Problem to work on
Go through the records and tally the lines that include the word "never". The answer is that total alone.

Exercise material

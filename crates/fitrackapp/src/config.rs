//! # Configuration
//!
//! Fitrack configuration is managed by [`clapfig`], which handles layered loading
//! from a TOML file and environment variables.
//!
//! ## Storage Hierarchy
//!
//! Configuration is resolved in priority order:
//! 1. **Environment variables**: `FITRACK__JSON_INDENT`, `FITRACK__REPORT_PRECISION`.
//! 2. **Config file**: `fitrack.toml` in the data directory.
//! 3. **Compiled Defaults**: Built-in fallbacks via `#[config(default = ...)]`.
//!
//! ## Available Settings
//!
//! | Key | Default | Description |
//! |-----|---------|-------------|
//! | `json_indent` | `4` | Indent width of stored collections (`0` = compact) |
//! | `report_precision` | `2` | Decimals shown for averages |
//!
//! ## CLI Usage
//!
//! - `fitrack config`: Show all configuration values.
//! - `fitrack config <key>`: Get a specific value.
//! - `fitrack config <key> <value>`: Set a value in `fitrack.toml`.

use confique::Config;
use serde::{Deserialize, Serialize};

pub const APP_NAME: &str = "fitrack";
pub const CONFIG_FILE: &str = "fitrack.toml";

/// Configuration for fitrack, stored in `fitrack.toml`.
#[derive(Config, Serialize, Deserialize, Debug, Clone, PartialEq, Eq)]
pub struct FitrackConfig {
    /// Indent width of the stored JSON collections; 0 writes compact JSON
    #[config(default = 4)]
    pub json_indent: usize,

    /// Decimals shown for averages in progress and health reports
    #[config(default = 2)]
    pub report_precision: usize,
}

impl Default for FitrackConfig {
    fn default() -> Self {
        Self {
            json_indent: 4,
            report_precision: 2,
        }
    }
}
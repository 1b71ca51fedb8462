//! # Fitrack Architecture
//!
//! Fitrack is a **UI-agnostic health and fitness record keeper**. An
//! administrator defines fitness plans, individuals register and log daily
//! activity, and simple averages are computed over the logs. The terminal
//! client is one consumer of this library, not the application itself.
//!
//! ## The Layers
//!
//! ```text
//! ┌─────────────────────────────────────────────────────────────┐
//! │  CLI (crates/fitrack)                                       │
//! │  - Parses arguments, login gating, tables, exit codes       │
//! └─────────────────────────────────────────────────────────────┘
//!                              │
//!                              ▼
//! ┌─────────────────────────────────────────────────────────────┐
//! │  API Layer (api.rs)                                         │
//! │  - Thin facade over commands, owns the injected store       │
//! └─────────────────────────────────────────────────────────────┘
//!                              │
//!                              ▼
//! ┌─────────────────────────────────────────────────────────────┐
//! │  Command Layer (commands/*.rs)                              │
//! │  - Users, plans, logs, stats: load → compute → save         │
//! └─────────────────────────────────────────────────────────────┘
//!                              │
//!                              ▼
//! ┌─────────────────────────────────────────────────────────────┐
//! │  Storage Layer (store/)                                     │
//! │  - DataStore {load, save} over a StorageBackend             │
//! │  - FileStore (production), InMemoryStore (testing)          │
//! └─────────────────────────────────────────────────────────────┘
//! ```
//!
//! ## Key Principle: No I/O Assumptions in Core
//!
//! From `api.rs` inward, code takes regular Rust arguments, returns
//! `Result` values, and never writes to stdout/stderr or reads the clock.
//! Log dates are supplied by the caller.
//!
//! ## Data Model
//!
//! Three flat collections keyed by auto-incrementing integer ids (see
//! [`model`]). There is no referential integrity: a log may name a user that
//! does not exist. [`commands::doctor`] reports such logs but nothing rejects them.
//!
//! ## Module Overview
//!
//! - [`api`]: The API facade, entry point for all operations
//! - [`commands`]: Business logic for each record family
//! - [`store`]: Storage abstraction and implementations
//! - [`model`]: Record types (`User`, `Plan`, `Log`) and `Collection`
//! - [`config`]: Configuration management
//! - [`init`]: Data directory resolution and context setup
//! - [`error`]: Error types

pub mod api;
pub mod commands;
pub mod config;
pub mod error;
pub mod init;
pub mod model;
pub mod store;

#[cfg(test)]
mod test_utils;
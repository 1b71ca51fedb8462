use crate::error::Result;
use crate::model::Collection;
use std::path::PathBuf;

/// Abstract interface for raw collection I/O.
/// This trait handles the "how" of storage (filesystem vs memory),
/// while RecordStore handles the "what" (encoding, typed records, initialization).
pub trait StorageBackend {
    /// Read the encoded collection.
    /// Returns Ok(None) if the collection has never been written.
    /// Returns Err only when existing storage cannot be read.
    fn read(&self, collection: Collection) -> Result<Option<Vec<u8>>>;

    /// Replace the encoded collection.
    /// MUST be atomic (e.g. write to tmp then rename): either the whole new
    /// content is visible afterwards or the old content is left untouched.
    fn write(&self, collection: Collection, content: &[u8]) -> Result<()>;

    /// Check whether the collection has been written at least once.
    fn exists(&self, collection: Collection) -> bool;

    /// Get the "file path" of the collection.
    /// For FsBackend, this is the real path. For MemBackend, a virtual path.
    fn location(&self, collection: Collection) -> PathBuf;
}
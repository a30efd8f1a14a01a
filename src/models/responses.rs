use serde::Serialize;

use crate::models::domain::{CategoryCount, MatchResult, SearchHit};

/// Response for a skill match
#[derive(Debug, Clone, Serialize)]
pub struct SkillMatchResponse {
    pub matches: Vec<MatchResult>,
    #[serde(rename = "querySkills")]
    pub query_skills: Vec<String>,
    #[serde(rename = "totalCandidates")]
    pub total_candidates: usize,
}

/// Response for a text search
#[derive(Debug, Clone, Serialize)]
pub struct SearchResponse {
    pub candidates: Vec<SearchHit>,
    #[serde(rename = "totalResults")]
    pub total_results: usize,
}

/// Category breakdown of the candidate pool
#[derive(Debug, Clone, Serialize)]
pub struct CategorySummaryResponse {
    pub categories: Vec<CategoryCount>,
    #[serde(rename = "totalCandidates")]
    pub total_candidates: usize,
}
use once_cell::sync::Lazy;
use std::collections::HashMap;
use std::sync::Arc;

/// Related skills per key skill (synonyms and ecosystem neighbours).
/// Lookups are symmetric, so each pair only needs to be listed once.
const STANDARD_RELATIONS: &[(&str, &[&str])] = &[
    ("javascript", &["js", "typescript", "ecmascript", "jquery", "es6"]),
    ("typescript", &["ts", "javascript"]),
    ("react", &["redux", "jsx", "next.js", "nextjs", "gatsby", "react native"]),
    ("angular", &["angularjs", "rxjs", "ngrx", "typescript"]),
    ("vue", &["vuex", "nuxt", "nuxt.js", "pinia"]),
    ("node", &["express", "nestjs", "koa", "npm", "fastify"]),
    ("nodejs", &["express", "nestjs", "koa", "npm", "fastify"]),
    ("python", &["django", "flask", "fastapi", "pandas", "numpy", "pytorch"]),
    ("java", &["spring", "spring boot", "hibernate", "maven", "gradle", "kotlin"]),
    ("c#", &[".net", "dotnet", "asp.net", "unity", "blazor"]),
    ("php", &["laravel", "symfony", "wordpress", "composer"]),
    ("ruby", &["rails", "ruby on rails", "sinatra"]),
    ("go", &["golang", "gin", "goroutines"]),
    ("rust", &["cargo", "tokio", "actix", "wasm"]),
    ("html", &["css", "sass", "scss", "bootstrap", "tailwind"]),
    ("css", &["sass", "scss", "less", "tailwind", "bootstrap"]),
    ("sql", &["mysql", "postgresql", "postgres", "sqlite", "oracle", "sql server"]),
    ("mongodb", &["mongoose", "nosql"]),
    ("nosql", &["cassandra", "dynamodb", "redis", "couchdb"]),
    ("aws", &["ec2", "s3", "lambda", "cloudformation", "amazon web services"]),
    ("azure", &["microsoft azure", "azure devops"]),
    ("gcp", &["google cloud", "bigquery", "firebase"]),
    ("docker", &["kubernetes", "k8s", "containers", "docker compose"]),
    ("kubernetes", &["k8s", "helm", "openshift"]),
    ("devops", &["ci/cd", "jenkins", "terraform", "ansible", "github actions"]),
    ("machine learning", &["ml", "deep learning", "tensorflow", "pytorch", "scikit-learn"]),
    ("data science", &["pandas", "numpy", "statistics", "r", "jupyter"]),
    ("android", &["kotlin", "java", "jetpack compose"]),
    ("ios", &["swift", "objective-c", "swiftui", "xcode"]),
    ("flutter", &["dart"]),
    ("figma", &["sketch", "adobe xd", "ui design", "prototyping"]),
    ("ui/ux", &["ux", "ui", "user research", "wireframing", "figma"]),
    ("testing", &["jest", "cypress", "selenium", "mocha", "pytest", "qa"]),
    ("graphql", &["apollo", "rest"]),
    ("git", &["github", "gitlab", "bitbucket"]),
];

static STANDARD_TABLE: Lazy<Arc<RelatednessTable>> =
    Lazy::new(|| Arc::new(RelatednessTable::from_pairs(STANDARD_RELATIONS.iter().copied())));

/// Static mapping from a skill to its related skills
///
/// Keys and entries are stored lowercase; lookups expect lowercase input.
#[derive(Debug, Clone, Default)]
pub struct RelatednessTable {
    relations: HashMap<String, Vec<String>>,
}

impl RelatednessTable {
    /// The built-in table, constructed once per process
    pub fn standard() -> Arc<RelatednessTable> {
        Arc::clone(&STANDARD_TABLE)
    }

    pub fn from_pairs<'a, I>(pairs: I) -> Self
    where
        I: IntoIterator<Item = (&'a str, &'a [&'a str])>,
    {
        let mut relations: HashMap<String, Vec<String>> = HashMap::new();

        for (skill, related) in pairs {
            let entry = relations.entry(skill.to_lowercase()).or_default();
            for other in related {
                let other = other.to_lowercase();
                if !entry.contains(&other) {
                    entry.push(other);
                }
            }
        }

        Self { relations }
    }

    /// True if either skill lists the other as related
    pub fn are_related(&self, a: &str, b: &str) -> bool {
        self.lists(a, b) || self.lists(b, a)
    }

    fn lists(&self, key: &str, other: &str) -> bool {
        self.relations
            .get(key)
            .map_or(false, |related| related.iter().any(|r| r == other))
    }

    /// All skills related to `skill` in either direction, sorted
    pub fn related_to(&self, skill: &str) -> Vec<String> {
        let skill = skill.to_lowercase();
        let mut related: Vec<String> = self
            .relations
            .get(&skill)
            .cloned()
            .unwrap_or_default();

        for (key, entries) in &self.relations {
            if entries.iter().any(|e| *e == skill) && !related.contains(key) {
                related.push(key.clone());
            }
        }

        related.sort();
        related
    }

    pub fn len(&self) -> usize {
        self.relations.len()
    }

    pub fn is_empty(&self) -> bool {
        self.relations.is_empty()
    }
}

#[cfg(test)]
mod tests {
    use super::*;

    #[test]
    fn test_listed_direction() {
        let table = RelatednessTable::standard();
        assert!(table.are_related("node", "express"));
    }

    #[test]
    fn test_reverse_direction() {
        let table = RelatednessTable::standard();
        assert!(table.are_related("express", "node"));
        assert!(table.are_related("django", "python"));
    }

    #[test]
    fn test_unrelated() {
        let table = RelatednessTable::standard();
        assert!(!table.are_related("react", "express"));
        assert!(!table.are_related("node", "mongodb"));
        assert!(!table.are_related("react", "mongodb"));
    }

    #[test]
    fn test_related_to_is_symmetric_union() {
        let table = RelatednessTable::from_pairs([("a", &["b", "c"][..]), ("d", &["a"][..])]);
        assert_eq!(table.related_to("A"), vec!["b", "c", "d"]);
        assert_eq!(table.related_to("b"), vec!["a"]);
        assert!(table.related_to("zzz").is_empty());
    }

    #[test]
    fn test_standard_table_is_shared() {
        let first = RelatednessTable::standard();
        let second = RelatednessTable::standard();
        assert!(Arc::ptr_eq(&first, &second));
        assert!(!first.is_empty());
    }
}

Response below
2